A/N: Well lookie here! I managed to finish it. A little later than technically Sunday, but still sundayish.

Also, as of the end of this chapter I AM DONE WITH EXPOSITION! YEYAAAAH!


Ch. 32 – The Admiral

Several hours after the initial search had begun, and the grin had faded from Sakazuki's face. How could a tall, easily recognizable woman, and a green-haired toddler disappear like this? Particularly with so many people on the lookout?

He wasn't about to let her slip away so easily. She represented Ilium, and Ilium represented his first major defeat long ago. It was an affront to justice that the country had continued to stand for so long thereafter, and an affront to him personally that the likes of Helena de Zoro should continue to elude him.

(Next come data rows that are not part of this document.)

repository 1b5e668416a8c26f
pub mod animated_logger;
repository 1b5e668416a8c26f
use std::io::Write;
use tokio::sync::oneshot;
use tokio::task::JoinHandle;
use tokio::time::{interval, Duration};

static FRAMES: [&str; 10] = ["⠋", "⠙", "⠹", "⠸", "⠼", "⠴", "⠦", "⠧", "⠇", "⠏"];
const FRAME_INTERVAL: Duration = Duration::from_millis(150);

/// Stderr spinner shown while a request is in flight.
pub struct AnimatedLogger {
    message: String,
    stop_sender: Option<oneshot::Sender<()>>,
    task_handle: Option<JoinHandle<()>>,
}

impl AnimatedLogger {
    pub fn new(message: impl Into<String>) -> Self {
        Self {
            message: message.into(),
            stop_sender: None,
            task_handle: None,
        }
    }

    pub fn start(&mut self) {
        let (stop_tx, mut stop_rx) = oneshot::channel();
        let message = self.message.clone();

        let handle = tokio::spawn(async move {
            let mut ticker = interval(FRAME_INTERVAL);
            for frame in FRAMES.iter().cycle() {
                tokio::select! {
                    _ = ticker.tick() => {
                        eprint!("\r{message} {frame} ");
                        let _ = std::io::stderr().flush();
                    }
                    _ = &mut stop_rx => break,
                }
            }
        });

        self.stop_sender = Some(stop_tx);
        self.task_handle = Some(handle);
    }

    pub async fn stop(&mut self, final_message: &str) {
        self.finish("✅ ", final_message).await;
    }

    pub async fn error(&mut self, error_message: &str) {
        self.finish("❌", error_message).await;
    }

    async fn finish(&mut self, symbol: &str, text: &str) {
        if let Some(sender) = self.stop_sender.take() {
            let _ = sender.send(());
        }

        if let Some(handle) = self.task_handle.take() {
            let _ = handle.await;
        }

        eprint!("\r\x1b[K{symbol} {text}\n");
        let _ = std::io::stderr().flush();
    }
}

A clue finally surfaced. Someone had found Coby's Captain's coat and a chef's uniform washed up on the dock. Clearly De Zoro had found another disguise. And her choice to throw it overboard implied that she likely had boarded the ship at sea before it had set out.

"We've checked and rechecked all female personnel," a man by the name of Huckleberry reported over the snail line. He captained the ship currently anchored not far from the shore. "She's not here!"

Akainu's brow furrowed dangerously. "That's not possible," he snarled, "She has to be…"

And then something struck him.

"Wait, you only checked female personnel?"

"You told us to only check the female personnel, sir," Captain Huckleberry replied.

Sakazuki let out an impatient growl. "She must be disguised as a man. Check them all, you idiot!"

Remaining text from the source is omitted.